■ ASSIGNMENT
Return the lines below that carry the word "movies".

■ INPUT DATA
--
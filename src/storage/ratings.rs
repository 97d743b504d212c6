// ABOUTME: Rating lifecycle with at most one rating per (user, movie) pair
// ABOUTME: Create is transactional and refuses duplicates; update and delete need an existing row

use sea_orm::{
    ActiveModelTrait, ActiveValue::Set, ColumnTrait, ConnectionTrait, EntityTrait, ModelTrait,
    QueryFilter, SqlErr, TransactionTrait,
};

use super::{movies, require_user, Storage};
use crate::entities::{movie, rating};
use crate::error::{AppError, Result};
use crate::types::{NewRating, RatingView};

impl Storage {
    pub async fn create_rating(&self, new_rating: NewRating) -> Result<RatingView> {
        let NewRating {
            user_id,
            movie_id,
            rating: score,
        } = new_rating;

        let txn = self.db.begin().await?;

        let reference = movies::resolve(&txn, movie_id).await?;
        require_user(&txn, user_id).await?;

        if find_rating(&txn, user_id, &reference).await?.is_some() {
            return Err(already_rated(movie_id));
        }

        let row = rating::ActiveModel {
            user_id: Set(user_id),
            movie_id: Set(reference.id),
            score: Set(score),
            ..Default::default()
        };
        let created = row.insert(&txn).await.map_err(|err| match err.sql_err() {
            Some(SqlErr::UniqueConstraintViolation(_)) => already_rated(movie_id),
            _ => AppError::Database(err),
        })?;

        txn.commit().await?;

        Ok(RatingView::new(created, reference.external_id))
    }

    /// `Ok(None)` when the user exists but has not rated the movie.
    pub async fn get_rating(&self, user_id: i32, movie_id: i32) -> Result<Option<RatingView>> {
        require_user(&self.db, user_id).await?;

        let Some(reference) = movies::find(&self.db, movie_id).await? else {
            return Ok(None);
        };

        Ok(find_rating(&self.db, user_id, &reference)
            .await?
            .map(|row| RatingView::new(row, reference.external_id)))
    }

    pub async fn update_rating(&self, user_id: i32, movie_id: i32, score: f64) -> Result<RatingView> {
        require_user(&self.db, user_id).await?;

        let (reference, existing) = existing_rating(&self.db, user_id, movie_id).await?;

        let mut row: rating::ActiveModel = existing.into();
        row.score = Set(score);
        let updated = row.update(&self.db).await?;

        Ok(RatingView::new(updated, reference.external_id))
    }

    pub async fn remove_rating(&self, user_id: i32, movie_id: i32) -> Result<()> {
        require_user(&self.db, user_id).await?;

        let (_, existing) = existing_rating(&self.db, user_id, movie_id).await?;
        existing.delete(&self.db).await?;

        Ok(())
    }
}

async fn find_rating<C: ConnectionTrait>(
    conn: &C,
    user_id: i32,
    reference: &movie::Model,
) -> Result<Option<rating::Model>> {
    Ok(rating::Entity::find()
        .filter(rating::Column::UserId.eq(user_id))
        .filter(rating::Column::MovieId.eq(reference.id))
        .one(conn)
        .await?)
}

async fn existing_rating<C: ConnectionTrait>(
    conn: &C,
    user_id: i32,
    movie_id: i32,
) -> Result<(movie::Model, rating::Model)> {
    let missing = || AppError::NotFound(format!("Rating does not exist: {}", movie_id));

    let reference = movies::find(conn, movie_id).await?.ok_or_else(missing)?;
    let row = find_rating(conn, user_id, &reference)
        .await?
        .ok_or_else(missing)?;

    Ok((reference, row))
}

fn already_rated(movie_id: i32) -> AppError {
    AppError::BadRequest(format!("This movie has already been rated: {}", movie_id))
}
--
■ OUTPUT BELOW
use super::{movies, require_user, Storage};
        let reference = movies::resolve(&txn, movie_id).await?;
        let Some(reference) = movies::find(&self.db, movie_id).await? else {
    let reference = movies::find(conn, movie_id).await?.ok_or_else(missing)?;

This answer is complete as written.